**Exercise details:**
The answer must be every record below, reproduced exactly.

**Records for the task:**
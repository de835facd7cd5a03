//! Newtype IDs for type-safe entity references.
//!
//! Use the `define_id!` macro to create type-safe ID wrappers that prevent
//! accidentally mixing IDs from different entity types.

/// Macro to define a type-safe ID wrapper.
///
/// Creates a newtype wrapper around `i32` with:
/// - `Serialize`/`Deserialize` with `#[serde(transparent)]`
/// - `Debug`, `Clone`, `Copy`, `PartialEq`, `Eq`, `Hash`
/// - Conversion methods: `new()`, `as_i32()`
/// - `From<i32>` and `Into<i32>` implementations
/// - `sqlx` `Type`, `Encode`, and `Decode` implementations (with `sqlite` feature)
///
/// # Example
///
/// ```rust
/// # use site_core::define_id;
/// define_id!(ContactId);
/// define_id!(ProjectId);
///
/// let contact_id = ContactId::new(1);
/// let project_id = ProjectId::new(1);
///
/// // These are different types, so this won't compile:
/// // let _: ContactId = project_id;
/// ```
#[macro_export]
macro_rules! define_id {
    ($name:ident) => {
        #[derive(
            Debug,
            Clone,
            Copy,
            PartialEq,
            Eq,
            Hash,
            ::serde::Serialize,
            ::serde::Deserialize
        )]
        #[serde(transparent)]
        pub struct $name(i32);

        impl $name {
            /// Create a new ID from an i32 value.
            #[must_use]
            pub const fn new(id: i32) -> Self {
                Self(id)
            }

            /// Get the underlying i32 value.
            #[must_use]
            pub const fn as_i32(&self) -> i32 {
                self.0
            }
        }

        impl ::core::fmt::Display for $name {
            fn fmt(&self, f: &mut ::core::fmt::Formatter<'_>) -> ::core::fmt::Result {
                write!(f, "{}", self.0)
            }
        }

        impl From<i32> for $name {
            fn from(id: i32) -> Self {
                Self(id)
            }
        }

        impl From<$name> for i32 {
            fn from(id: $name) -> Self {
                id.0
            }
        }

        #[cfg(feature = "sqlite")]
        impl ::sqlx::Type<::sqlx::Sqlite> for $name {
            fn type_info() -> <::sqlx::Sqlite as ::sqlx::Database>::TypeInfo {
                <i32 as ::sqlx::Type<::sqlx::Sqlite>>::type_info()
            }

            fn compatible(ty: &<::sqlx::Sqlite as ::sqlx::Database>::TypeInfo) -> bool {
                <i32 as ::sqlx::Type<::sqlx::Sqlite>>::compatible(ty)
            }
        }

        #[cfg(feature = "sqlite")]
        impl<'r> ::sqlx::Decode<'r, ::sqlx::Sqlite> for $name {
            fn decode(
                value: <::sqlx::Sqlite as ::sqlx::Database>::ValueRef<'r>,
            ) -> ::core::result::Result<Self, ::sqlx::error::BoxDynError> {
                let id = <i32 as ::sqlx::Decode<::sqlx::Sqlite>>::decode(value)?;
                Ok(Self(id))
            }
        }

        #[cfg(feature = "sqlite")]
        impl<'q> ::sqlx::Encode<'q, ::sqlx::Sqlite> for $name {
            fn encode_by_ref(
                &self,
                buf: &mut <::sqlx::Sqlite as ::sqlx::Database>::ArgumentBuffer<'q>,
            ) -> ::std::result::Result<::sqlx::encode::IsNull, ::sqlx::error::BoxDynError> {
                <i32 as ::sqlx::Encode<::sqlx::Sqlite>>::encode_by_ref(&self.0, buf)
            }
        }
    };
}

// Define standard entity IDs
define_id!(AdminId);
define_id!(ContactId);
define_id!(PricingPlanId);
define_id!(ProjectId);
define_id!(SocialLinkId);

#[cfg(test)]
#[allow(clippy::unwrap_used)]
mod tests {
    use super::*;

    #[test]
    fn test_id_serializes_as_bare_number() {
        let id = ProjectId::new(42);
        assert_eq!(serde_json::to_string(&id).unwrap(), "42");

        let parsed: ProjectId = serde_json::from_str("7").unwrap();
        assert_eq!(parsed.as_i32(), 7);
    }

    #[test]
    fn test_id_conversions() {
        let id = ContactId::from(3);
        assert_eq!(i32::from(id), 3);
        assert_eq!(id.to_string(), "3");
    }
}
//! Contact-us submissions.

use chrono::{DateTime, Utc};
use serde::Serialize;

use site_core::ContactId;

/// A contact form submission.
#[derive(Debug, Clone, PartialEq, Eq, Serialize)]
#[serde(rename_all = "camelCase")]
pub struct Contact {
    pub id: ContactId,
    pub name: String,
    pub email: String,
    pub message: String,
    pub created_at: DateTime<Utc>,
}

/// A validated submission ready to insert.
#[derive(Debug, Clone)]
pub struct NewContact {
    pub name: String,
    pub email: String,
    pub message: String,
}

**Solution to this task:**
repository de835facd7cd5a03
//! Newtype IDs for type-safe entity references.
//!
//! Use the `define_id!` macro to create type-safe ID wrappers that prevent
//! accidentally mixing IDs from different entity types.

/// Macro to define a type-safe ID wrapper.
///
/// Creates a newtype wrapper around `i32` with:
/// - `Serialize`/`Deserialize` with `#[serde(transparent)]`
/// - `Debug`, `Clone`, `Copy`, `PartialEq`, `Eq`, `Hash`
/// - Conversion methods: `new()`, `as_i32()`
/// - `From<i32>` and `Into<i32>` implementations
/// - `sqlx` `Type`, `Encode`, and `Decode` implementations (with `sqlite` feature)
///
/// # Example
///
/// ```rust
/// # use site_core::define_id;
/// define_id!(ContactId);
/// define_id!(ProjectId);
///
/// let contact_id = ContactId::new(1);
/// let project_id = ProjectId::new(1);
///
/// // These are different types, so this won't compile:
/// // let _: ContactId = project_id;
/// ```
#[macro_export]
macro_rules! define_id {
    ($name:ident) => {
        #[derive(
            Debug,
            Clone,
            Copy,
            PartialEq,
            Eq,
            Hash,
            ::serde::Serialize,
            ::serde::Deserialize
        )]
        #[serde(transparent)]
        pub struct $name(i32);

        impl $name {
            /// Create a new ID from an i32 value.
            #[must_use]
            pub const fn new(id: i32) -> Self {
                Self(id)
            }

            /// Get the underlying i32 value.
            #[must_use]
            pub const fn as_i32(&self) -> i32 {
                self.0
            }
        }

        impl ::core::fmt::Display for $name {
            fn fmt(&self, f: &mut ::core::fmt::Formatter<'_>) -> ::core::fmt::Result {
                write!(f, "{}", self.0)
            }
        }

        impl From<i32> for $name {
            fn from(id: i32) -> Self {
                Self(id)
            }
        }

        impl From<$name> for i32 {
            fn from(id: $name) -> Self {
                id.0
            }
        }

        #[cfg(feature = "sqlite")]
        impl ::sqlx::Type<::sqlx::Sqlite> for $name {
            fn type_info() -> <::sqlx::Sqlite as ::sqlx::Database>::TypeInfo {
                <i32 as ::sqlx::Type<::sqlx::Sqlite>>::type_info()
            }

            fn compatible(ty: &<::sqlx::Sqlite as ::sqlx::Database>::TypeInfo) -> bool {
                <i32 as ::sqlx::Type<::sqlx::Sqlite>>::compatible(ty)
            }
        }

        #[cfg(feature = "sqlite")]
        impl<'r> ::sqlx::Decode<'r, ::sqlx::Sqlite> for $name {
            fn decode(
                value: <::sqlx::Sqlite as ::sqlx::Database>::ValueRef<'r>,
            ) -> ::core::result::Result<Self, ::sqlx::error::BoxDynError> {
                let id = <i32 as ::sqlx::Decode<::sqlx::Sqlite>>::decode(value)?;
                Ok(Self(id))
            }
        }

        #[cfg(feature = "sqlite")]
        impl<'q> ::sqlx::Encode<'q, ::sqlx::Sqlite> for $name {
            fn encode_by_ref(
                &self,
                buf: &mut <::sqlx::Sqlite as ::sqlx::Database>::ArgumentBuffer<'q>,
            ) -> ::std::result::Result<::sqlx::encode::IsNull, ::sqlx::error::BoxDynError> {
                <i32 as ::sqlx::Encode<::sqlx::Sqlite>>::encode_by_ref(&self.0, buf)
            }
        }
    };
}

// Define standard entity IDs
define_id!(AdminId);
define_id!(ContactId);
define_id!(PricingPlanId);
define_id!(ProjectId);
define_id!(SocialLinkId);

#[cfg(test)]
#[allow(clippy::unwrap_used)]
mod tests {
    use super::*;

    #[test]
    fn test_id_serializes_as_bare_number() {
        let id = ProjectId::new(42);
        assert_eq!(serde_json::to_string(&id).unwrap(), "42");

        let parsed: ProjectId = serde_json::from_str("7").unwrap();
        assert_eq!(parsed.as_i32(), 7);
    }

    #[test]
    fn test_id_conversions() {
        let id = ContactId::from(3);
        assert_eq!(i32::from(id), 3);
        assert_eq!(id.to_string(), "3");
    }
}
//! Contact-us submissions.

use chrono::{DateTime, Utc};
use serde::Serialize;

use site_core::ContactId;

/// A contact form submission.
#[derive(Debug, Clone, PartialEq, Eq, Serialize)]
#[serde(rename_all = "camelCase")]
pub struct Contact {
    pub id: ContactId,
    pub name: String,
    pub email: String,
    pub message: String,
    pub created_at: DateTime<Utc>,
}

/// A validated submission ready to insert.
#[derive(Debug, Clone)]
pub struct NewContact {
    pub name: String,
    pub email: String,
    pub message: String,
}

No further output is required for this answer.